Task instructions:
Search the data for "Invalid". Each line containing it is to be copied.

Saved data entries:
//! Configuration for cadence container runtimes.
//!
//! Containers and whole systems are described in TOML: container settings,
//! runtime policy tunables, the graph each container opens, and the links
//! between containers.
//!
//! # Features
//!
//! - **Containers**: settings, `[policy]` tunables and the startup graph
//! - **Systems**: several containers, cross-container connections and delay paths
//! - **Validation**: duplicate ids, dangling port references, zero frame sizes
//! - **Conversion**: into [`cadence_core::ContainerSettings`] and
//!   [`cadence_core::GraphOpenRequest`]
//!
//! # Example
//!
//! ```rust,no_run
//! use cadence_config::{SystemConfig, validate_system};
//!
//! let system = SystemConfig::load("playback.toml").unwrap();
//! validate_system(&system).unwrap();
//! for container in &system.containers {
//!     let settings = container.settings();
//!     let request = container.graph.open_request();
//!     println!("{}: {} modules", settings.name, request.modules.len());
//! }
//! ```

mod container;
mod error;
mod graph;
mod system;

/// Structural validation.
pub mod validation;

use std::path::Path;

pub use container::{ContainerConfig, FrameSizeConfig, HeapConfig, PolicyConfig};
pub use error::ConfigError;
pub use graph::{
    ExternalInputConfig, FormatKind, GraphConfig, LinkConfig, MediaFormatConfig, ModuleConfig,
    PortRef, ScenarioConfig, SubgraphConfig,
};
pub use system::{ConnectionConfig, PathConfig, SystemConfig};
pub use validation::{ValidationError, ValidationResult, validate_container, validate_system};

fn write_toml(path: &Path, content: &str) -> Result<(), ConfigError> {
    if let Some(parent) = path.parent()
        && !parent.as_os_str().is_empty()
        && !parent.exists()
    {
        std::fs::create_dir_all(parent).map_err(|e| ConfigError::create_dir(parent, e))?;
    }
    std::fs::write(path, content).map_err(|e| ConfigError::write_file(path, e))?;
    tracing::debug!(path = %path.display(), "config written");
    Ok(())
}
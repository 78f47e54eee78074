//! Messages exchanged with peer containers.
//!
//! Outbound: real-time flags and topology state (send-once-per-change),
//! buffering info from inputs, media format from outputs. Inbound: the
//! same, plus the upstream-stopped acknowledgment.

use super::{AckPayload, Command, Container};
use crate::error::{CntrError, CntrResult};
use crate::icb::{self, IcbInfo, IcbInputs, IcbLocal};
use crate::ids::{PathSelector, PortKey};
use crate::media::{FrameLength, MediaFormat};
use crate::propagation::{MAX_PROPERTIES_PER_MESSAGE, PortProperty, SendOutcome, batch_properties};
use crate::state::{PortState, SubgraphState};

/// Buffer size used when the frame length does not yet map to bytes.
pub(crate) const FALLBACK_BUF_BYTES: usize = 4096;

fn log_outcome(port: PortKey, what: &str, outcome: &SendOutcome) {
    match outcome {
        SendOutcome::Suppressed => {}
        SendOutcome::Sent => tracing::debug!(%port, what, "property sent"),
        SendOutcome::Failed(err) => {
            tracing::warn!(%port, what, error = %err, "property send failed, will retry")
        }
    }
}

impl Container {
    /// Re-propagates real-time flags through the graph.
    pub(super) fn propagate_rt(&mut self) -> bool {
        let changes = self.graph.propagate_rt();
        if changes.is_empty() {
            return false;
        }
        tracing::debug!(
            inputs = changes.us_rt_inputs.len(),
            outputs = changes.ds_rt_outputs.len(),
            "real-time flags changed"
        );
        self.fwk.rt_ftrt_change = true;
        true
    }

    /// Sends whatever changed to every connected peer.
    pub(super) fn inform_peers(&mut self) {
        let ins: Vec<PortKey> = self.ext_in.keys().copied().collect();
        for key in ins {
            self.inform_upstream(key);
        }
        let outs: Vec<PortKey> = self.ext_out.keys().copied().collect();
        for key in outs {
            self.inform_downstream(key);
        }
    }

    fn inform_upstream(&mut self, key: PortKey) {
        let Some(inp) = self.graph.in_port(key) else {
            return;
        };
        let (ds_rt, state) = (inp.ds_rt, inp.state);
        let Some(port) = self.ext_in.get_mut(&key) else {
            return;
        };
        let Some(upstream) = port.upstream.clone() else {
            return;
        };

        let mut props = Vec::with_capacity(MAX_PROPERTIES_PER_MESSAGE);
        if port.connected_state.is_prepared_or_started() && port.ds_rt_prop.needs_send(ds_rt) {
            props.push(PortProperty::IsDownstreamRt(ds_rt));
        }
        if state.is_propagatable_upstream() && port.state_prop.needs_send(state) {
            props.push(PortProperty::TopoState(state));
        }
        if props.is_empty() {
            return;
        }

        let sent: CntrResult<()> = batch_properties(&props).try_for_each(|chunk| {
            upstream.send(Command::PortProperty {
                port: upstream.port,
                properties: chunk.to_vec(),
            })
        });
        for prop in props {
            match prop {
                PortProperty::IsDownstreamRt(v) => {
                    let outcome = port.ds_rt_prop.try_send(v, |_| sent.clone());
                    log_outcome(key, "ds_rt", &outcome);
                }
                PortProperty::TopoState(s) => {
                    let outcome = port.state_prop.try_send(s, |_| sent.clone());
                    log_outcome(key, "topo_state", &outcome);
                }
                PortProperty::IsUpstreamRt(_) => {}
            }
        }
    }

    fn inform_downstream(&mut self, key: PortKey) {
        let Some(us_rt) = self.graph.out_port(key).map(|o| o.us_rt) else {
            return;
        };
        let Some(port) = self.ext_out.get_mut(&key) else {
            return;
        };
        if !port.connected_state.is_prepared_or_started() {
            return;
        }
        let Some(downstream) = port.downstream.clone() else {
            return;
        };
        let outcome = port.us_rt_prop.try_send(us_rt, |v| {
            downstream.send(Command::PortProperty {
                port: downstream.port,
                properties: vec![PortProperty::IsUpstreamRt(v)],
            })
        });
        log_outcome(key, "us_rt", &outcome);
    }

    pub(super) fn peer_property(
        &mut self,
        port: PortKey,
        properties: Vec<PortProperty>,
    ) -> CntrResult<AckPayload> {
        if properties.is_empty() || properties.len() > MAX_PROPERTIES_PER_MESSAGE {
            return Err(CntrError::bad_param(format!(
                "{} properties in one message",
                properties.len()
            )));
        }
        for prop in properties {
            tracing::debug!(%port, ?prop, "peer property");
            match prop {
                PortProperty::IsUpstreamRt(v) => {
                    let inp = self
                        .graph
                        .in_port_mut(port)
                        .filter(|p| p.external)
                        .ok_or_else(|| CntrError::bad_param(format!("{port} is not an external input")))?;
                    let changed = inp.us_rt != v;
                    inp.us_rt = v;
                    if changed {
                        self.fwk.rt_ftrt_change = true;
                    }
                }
                PortProperty::IsDownstreamRt(v) => {
                    let out = self
                        .graph
                        .out_port_mut(port)
                        .filter(|p| p.external)
                        .ok_or_else(|| CntrError::bad_param(format!("{port} is not an external output")))?;
                    let changed = out.ds_rt != v;
                    out.ds_rt = v;
                    if changed {
                        self.fwk.rt_ftrt_change = true;
                    }
                }
                PortProperty::TopoState(state) => {
                    let ext = self
                        .ext_out
                        .get_mut(&port)
                        .ok_or_else(|| CntrError::bad_param(format!("{port} is not an external output")))?;
                    ext.propagated_state = state;
                    if state == PortState::Stopped {
                        ext.prebuffers_pending = false;
                        if let Some(ds) = &ext.downstream
                            && let Err(err) = ds.send(Command::UpstreamStopped { port: ds.port })
                        {
                            tracing::warn!(%port, error = %err, "upstream-stopped not delivered");
                        }
                    }
                }
            }
        }

        self.propagate_rt();
        self.renegotiate_all();
        self.update_port_states();
        self.inform_peers();
        Ok(AckPayload::None)
    }

    pub(super) fn peer_icb_info(&mut self, port: PortKey, info: IcbInfo) -> CntrResult<AckPayload> {
        let ext = self
            .ext_out
            .get_mut(&port)
            .ok_or_else(|| CntrError::bad_param(format!("{port} is not an external output")))?;
        tracing::debug!(%port, frame_us = info.frame.us, period_us = info.period_us, "icb info received");
        ext.ds_info = Some(info);
        self.renegotiate_icb(port);
        Ok(AckPayload::None)
    }

    pub(super) fn peer_upstream_stopped(&mut self, port: PortKey) -> CntrResult<AckPayload> {
        let ext = self
            .ext_in
            .get_mut(&port)
            .ok_or_else(|| CntrError::bad_param(format!("{port} is not an external input")))?;
        let dropped = ext.drop_data();
        if let Some(inp) = self.graph.in_port_mut(port) {
            inp.at_gap = true;
        }
        tracing::debug!(%port, dropped, "upstream stopped");
        Ok(AckPayload::None)
    }

    pub(super) fn peer_media_format(
        &mut self,
        port: PortKey,
        format: MediaFormat,
        frame: FrameLength,
    ) -> CntrResult<AckPayload> {
        let ext = self
            .ext_in
            .get_mut(&port)
            .ok_or_else(|| CntrError::bad_param(format!("{port} is not an external input")))?;
        if ext.connected_state == PortState::Started
            && self.graph.sg_state(ext.sg) == SubgraphState::Started
        {
            return Err(CntrError::unsupported(format!(
                "media format change on running input {port}"
            )));
        }
        if ext.upstream.is_none() {
            tracing::debug!(%port, "media format from unconnected upstream dropped");
            return Ok(AckPayload::None);
        }
        if ext.upstream_frame.differs_from(&frame) {
            self.fwk.upstream_frame_len_change = true;
        }
        ext.upstream_frame = frame;
        if let Some(inp) = self.graph.in_port_mut(port) {
            inp.media = format;
        }
        tracing::debug!(%port, ?format, frame_us = frame.us, "media format received");

        let changed = self.graph.propagate_media_format();
        self.update_frame_len();
        for key in changed {
            if self.ext_out.contains_key(&key) {
                self.send_media_format(key);
                self.renegotiate_icb(key);
            }
        }
        Ok(AckPayload::None)
    }

    /// Reports this input's buffering needs to its upstream.
    pub(super) fn send_icb_info(&mut self, key: PortKey) {
        let Some(ds_rt) = self.graph.in_port(key).map(|p| p.ds_rt) else {
            return;
        };
        let info = IcbInfo {
            frame: self.frame,
            period_us: self.period_us,
            variable_input: self.settings.variable_input,
            real_time: self.settings.signal_triggered || ds_rt,
            single_buffer_mode: self.settings.single_buffer_mode,
            scenario: self.scenario_of(key.module),
        };
        if info.is_empty() {
            return;
        }
        let Some(port) = self.ext_in.get_mut(&key) else {
            return;
        };
        let Some(upstream) = port.upstream.clone() else {
            return;
        };
        let outcome = port.icb_prop.try_send(info, |info| {
            upstream.send(Command::IcbInfo {
                port: upstream.port,
                info,
            })
        });
        log_outcome(key, "icb_info", &outcome);
    }

    pub(super) fn renegotiate_all(&mut self) {
        let outs: Vec<PortKey> = self.ext_out.keys().copied().collect();
        for key in outs {
            self.renegotiate_icb(key);
        }
    }

    /// Renegotiates one output's buffering; recreates its pool when the
    /// output may hold buffers and the result or buffer size changed.
    pub(super) fn renegotiate_icb(&mut self, key: PortKey) {
        let Some((us_rt, ds_rt, media)) = self.graph.out_port(key).map(|o| (o.us_rt, o.ds_rt, o.media))
        else {
            return;
        };
        let ready = self.ext_out_ready(key);
        let local = IcbLocal {
            frame: self.frame,
            period_us: self.period_us,
            real_time: self.settings.signal_triggered || us_rt,
            disable_otp: false,
            scenario: self.scenario_of(key.module),
        };
        let policy = self.settings.policy.icb();
        let buf_size = match media.bytes_for_us(self.frame.us) {
            0 => FALLBACK_BUF_BYTES,
            n => n,
        };
        let Some(port) = self.ext_out.get_mut(&key) else {
            return;
        };

        let downstream = port.ds_info.map(|mut d| {
            d.real_time |= ds_rt;
            d
        });
        let result = icb::negotiate(
            &IcbInputs {
                connected: port.downstream.is_some(),
                format: media.data_format,
                local,
                downstream,
            },
            &policy,
        );
        let changed = result != port.icb;
        port.icb = result;
        let stale_pool = port.pool.count() != result.total_bufs() as usize
            || port.pool.buf_size() != buf_size;
        if ready && !result.is_deferred() && (changed || stale_pool) {
            port.recreate_buffers(result.total_bufs(), buf_size);
        }
        if changed {
            tracing::debug!(
                port = %key,
                mode = ?result.mode,
                reg = result.reg_bufs,
                prebufs = result.prebufs,
                otp_us = result.otp_us,
                "icb negotiated"
            );
            self.update_paths(PathSelector::All);
        }
    }

    /// Sends an output's media format downstream if it changed.
    pub(super) fn send_media_format(&mut self, key: PortKey) {
        let Some(media) = self.graph.out_port(key).map(|o| o.media) else {
            return;
        };
        if !media.is_valid() {
            return;
        }
        let frame = self.frame;
        let Some(port) = self.ext_out.get_mut(&key) else {
            return;
        };
        let Some(downstream) = port.downstream.clone() else {
            return;
        };
        if port.media_sent == Some((media, frame)) {
            return;
        }
        match downstream.send(Command::MediaFormat {
            port: downstream.port,
            format: media,
            frame,
        }) {
            Ok(()) => port.media_sent = Some((media, frame)),
            Err(err) => tracing::warn!(port = %key, error = %err, "media format not delivered"),
        }
    }
}
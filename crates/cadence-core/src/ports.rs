//! External ports: the boundary between two containers.
//!
//! An external input owns the data queue its upstream pushes into; an
//! external output owns the buffer pool its data leaves from. Peers know
//! each other only through a [`PeerHandle`], set at connect and cleared at
//! disconnect.

use crate::container::{Command, Envelope};
use crate::error::{CntrError, CntrResult};
use crate::icb::{IcbInfo, IcbResult};
use crate::ids::{PortKey, SubgraphId};
use crate::media::{FrameLength, MediaFormat};
use crate::prebuffer::IngressQueue;
use crate::propagation::PropagatedProperty;
use crate::state::PortState;
use crate::transport::{BufferPool, DataMessage, QueueReceiver, QueueSender, Signal, queue};

/// Address of a port in another container.
#[derive(Clone, Debug)]
pub struct PeerHandle {
    /// The peer port.
    pub port: PortKey,
    /// The peer container's command queue.
    pub control: QueueSender<Envelope>,
}

impl PeerHandle {
    /// Sends a peer message; peer messages carry no reply.
    pub fn send(&self, command: Command) -> CntrResult<()> {
        self.control.push(Envelope::new(command))
    }
}

/// A port as exposed to other containers after graph open.
#[derive(Clone, Debug)]
pub enum PortEndpoint {
    /// External input: upstream pushes data here.
    Input {
        /// Port identity.
        port: PortKey,
        /// Data queue.
        data: QueueSender<DataMessage>,
        /// Owning container's command queue.
        control: QueueSender<Envelope>,
    },
    /// External output.
    Output {
        /// Port identity.
        port: PortKey,
        /// Owning container's command queue.
        control: QueueSender<Envelope>,
    },
    /// External control port.
    Control {
        /// Port identity.
        port: PortKey,
        /// Owning container's command queue.
        control: QueueSender<Envelope>,
    },
}

impl PortEndpoint {
    /// Port identity.
    pub fn port(&self) -> PortKey {
        match self {
            Self::Input { port, .. } | Self::Output { port, .. } | Self::Control { port, .. } => {
                *port
            }
        }
    }

    /// Handle a peer uses to reach this port.
    pub fn handle(&self) -> PeerHandle {
        let control = match self {
            Self::Input { control, .. }
            | Self::Output { control, .. }
            | Self::Control { control, .. } => control.clone(),
        };
        PeerHandle {
            port: self.port(),
            control,
        }
    }
}

/// One link declared in a connect command, from the local side.
#[derive(Clone, Debug)]
pub enum PeerLink {
    /// Local external input fed by `upstream`.
    Input {
        /// Local port.
        local: PortKey,
        /// Upstream output.
        upstream: PeerHandle,
    },
    /// Local external output feeding `downstream`.
    Output {
        /// Local port.
        local: PortKey,
        /// Downstream input.
        downstream: PeerHandle,
        /// Downstream data queue.
        data: QueueSender<DataMessage>,
    },
    /// Local control port talking to `peer`.
    Control {
        /// Local port.
        local: PortKey,
        /// Peer control port.
        peer: PeerHandle,
    },
}

impl PeerLink {
    /// The local port of the link.
    pub fn local(&self) -> PortKey {
        match self {
            Self::Input { local, .. } | Self::Output { local, .. } | Self::Control { local, .. } => {
                *local
            }
        }
    }

    /// Links local output `local` to a remote input endpoint.
    pub fn output_to(local: PortKey, input: &PortEndpoint) -> CntrResult<Self> {
        match input {
            PortEndpoint::Input { data, .. } => Ok(Self::Output {
                local,
                downstream: input.handle(),
                data: data.clone(),
            }),
            _ => Err(CntrError::bad_param(format!(
                "{} is not an input endpoint",
                input.port()
            ))),
        }
    }

    /// Links local input `local` to a remote output endpoint.
    pub fn input_from(local: PortKey, output: &PortEndpoint) -> CntrResult<Self> {
        match output {
            PortEndpoint::Output { .. } => Ok(Self::Input {
                local,
                upstream: output.handle(),
            }),
            _ => Err(CntrError::bad_param(format!(
                "{} is not an output endpoint",
                output.port()
            ))),
        }
    }

    /// Links local control port `local` to a remote control endpoint.
    pub fn control_to(local: PortKey, peer: &PortEndpoint) -> CntrResult<Self> {
        match peer {
            PortEndpoint::Control { .. } => Ok(Self::Control {
                local,
                peer: peer.handle(),
            }),
            _ => Err(CntrError::bad_param(format!(
                "{} is not a control endpoint",
                peer.port()
            ))),
        }
    }
}

/// External input port.
#[derive(Debug)]
pub struct ExtInPort {
    /// Port identity.
    pub key: PortKey,
    /// Owning subgraph.
    pub sg: SubgraphId,
    /// Upstream output, once connected.
    pub upstream: Option<PeerHandle>,
    /// Retained and ready data.
    pub ingress: IngressQueue,
    /// Frame length the upstream reported with its media format.
    pub upstream_frame: FrameLength,
    /// State the orchestrator reported for the upstream side.
    pub connected_state: PortState,
    /// Downstream real-time flag last sent upstream.
    pub ds_rt_prop: PropagatedProperty<bool>,
    /// Topology state last sent upstream.
    pub state_prop: PropagatedProperty<PortState>,
    /// Buffering info last sent upstream.
    pub icb_prop: PropagatedProperty<IcbInfo>,
    data_tx: QueueSender<DataMessage>,
    data_rx: QueueReceiver<DataMessage>,
}

impl ExtInPort {
    /// Creates an input whose data queue is bound to `signal`.
    pub fn new(key: PortKey, sg: SubgraphId, signal: Signal, ingress: IngressQueue) -> Self {
        let (data_tx, data_rx) = queue(signal, None);
        Self {
            key,
            sg,
            upstream: None,
            ingress,
            upstream_frame: FrameLength::default(),
            connected_state: PortState::Stopped,
            ds_rt_prop: PropagatedProperty::new(),
            state_prop: PropagatedProperty::new(),
            icb_prop: PropagatedProperty::new(),
            data_tx,
            data_rx,
        }
    }

    /// Wait bit of the data queue.
    pub fn bit(&self) -> u32 {
        self.data_rx.signal().bit()
    }

    /// Endpoint handed to the orchestrator.
    pub fn endpoint(&self, control: QueueSender<Envelope>) -> PortEndpoint {
        PortEndpoint::Input {
            port: self.key,
            data: self.data_tx.clone(),
            control,
        }
    }

    /// Moves everything queued by the upstream into the ingress queue.
    pub fn pull(&mut self) -> usize {
        let mut n = 0;
        while let Some(msg) = self.data_rx.pop() {
            self.ingress.accept(msg);
            n += 1;
        }
        n
    }

    /// Drops queued and retained data. Returns how many messages.
    pub fn drop_data(&mut self) -> usize {
        self.data_rx.drain().len() + self.ingress.clear()
    }

    /// Forgets everything sent to the upstream.
    pub fn reset_propagation(&mut self) {
        self.ds_rt_prop.reset();
        self.state_prop.reset();
        self.icb_prop.reset();
    }
}

/// External output port.
#[derive(Debug)]
pub struct ExtOutPort {
    /// Port identity.
    pub key: PortKey,
    /// Owning subgraph.
    pub sg: SubgraphId,
    /// Downstream input, once connected.
    pub downstream: Option<PeerHandle>,
    /// Downstream data queue, once connected.
    pub data: Option<QueueSender<DataMessage>>,
    /// State the orchestrator reported for the downstream side.
    pub connected_state: PortState,
    /// State the downstream propagated (`Invalid` until received).
    pub propagated_state: PortState,
    /// Latest buffering report from downstream.
    pub ds_info: Option<IcbInfo>,
    /// Current negotiation result.
    pub icb: IcbResult,
    /// Buffers in circulation.
    pub pool: BufferPool,
    /// Upstream real-time flag last sent downstream.
    pub us_rt_prop: PropagatedProperty<bool>,
    /// Prebuffers are due before the next live buffer.
    pub prebuffers_pending: bool,
    /// Media format last sent downstream.
    pub media_sent: Option<(MediaFormat, FrameLength)>,
    /// Live buffers sent.
    pub frames_sent: u64,
    return_signal: Option<Signal>,
}

impl ExtOutPort {
    /// Creates an unconnected output.
    pub fn new(key: PortKey, sg: SubgraphId) -> Self {
        Self {
            key,
            sg,
            downstream: None,
            data: None,
            connected_state: PortState::Stopped,
            propagated_state: PortState::Invalid,
            ds_info: None,
            icb: IcbResult::default(),
            pool: BufferPool::default(),
            us_rt_prop: PropagatedProperty::new(),
            prebuffers_pending: false,
            media_sent: None,
            frames_sent: 0,
            return_signal: None,
        }
    }

    /// Binds buffer returns to `signal`; applies from the next pool.
    pub fn with_return_signal(mut self, signal: Signal) -> Self {
        self.return_signal = Some(signal);
        self
    }

    /// Wait bit set when a buffer comes back, if bound.
    pub fn bit(&self) -> Option<u32> {
        self.return_signal.as_ref().map(Signal::bit)
    }

    /// Returns `true` if a live buffer can go out now, counting the
    /// prebuffers still owed ahead of it.
    pub fn has_room(&self) -> bool {
        let owed = if self.prebuffers_pending {
            self.icb.prebufs as usize
        } else {
            0
        };
        self.pool.available() > owed
    }

    /// Endpoint handed to the orchestrator.
    pub fn endpoint(&self, control: QueueSender<Envelope>) -> PortEndpoint {
        PortEndpoint::Output {
            port: self.key,
            control,
        }
    }

    /// Replaces the pool with `count` buffers of `buf_size` bytes.
    ///
    /// Buffers still in flight are freed when they come back.
    pub fn recreate_buffers(&mut self, count: u32, buf_size: usize) {
        self.pool = match &self.return_signal {
            Some(signal) => BufferPool::with_signal(count as usize, buf_size, signal.clone()),
            None => BufferPool::new(count as usize, buf_size),
        };
        tracing::debug!(port = %self.key, count, buf_size, "ext output buffers recreated");
    }

    /// Clears peer state at disconnect.
    pub fn reset_peer(&mut self) {
        self.downstream = None;
        self.data = None;
        self.propagated_state = PortState::Invalid;
        self.ds_info = None;
        self.us_rt_prop.reset();
        self.media_sent = None;
    }
}

/// External control port.
#[derive(Debug)]
pub struct ExtCtrlPort {
    /// Port identity.
    pub key: PortKey,
    /// Owning subgraph.
    pub sg: SubgraphId,
    /// Peer, once connected.
    pub peer: Option<PeerHandle>,
    /// State the orchestrator reported for the peer side.
    pub connected_state: PortState,
}

impl ExtCtrlPort {
    /// Creates an unconnected control port.
    pub fn new(key: PortKey, sg: SubgraphId) -> Self {
        Self {
            key,
            sg,
            peer: None,
            connected_state: PortState::Stopped,
        }
    }

    /// Endpoint handed to the orchestrator.
    pub fn endpoint(&self, control: QueueSender<Envelope>) -> PortEndpoint {
        PortEndpoint::Control {
            port: self.key,
            control,
        }
    }
}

Answer space:
    /// State the downstream propagated (`Invalid` until received).
            propagated_state: PortState::Invalid,
        self.propagated_state = PortState::Invalid;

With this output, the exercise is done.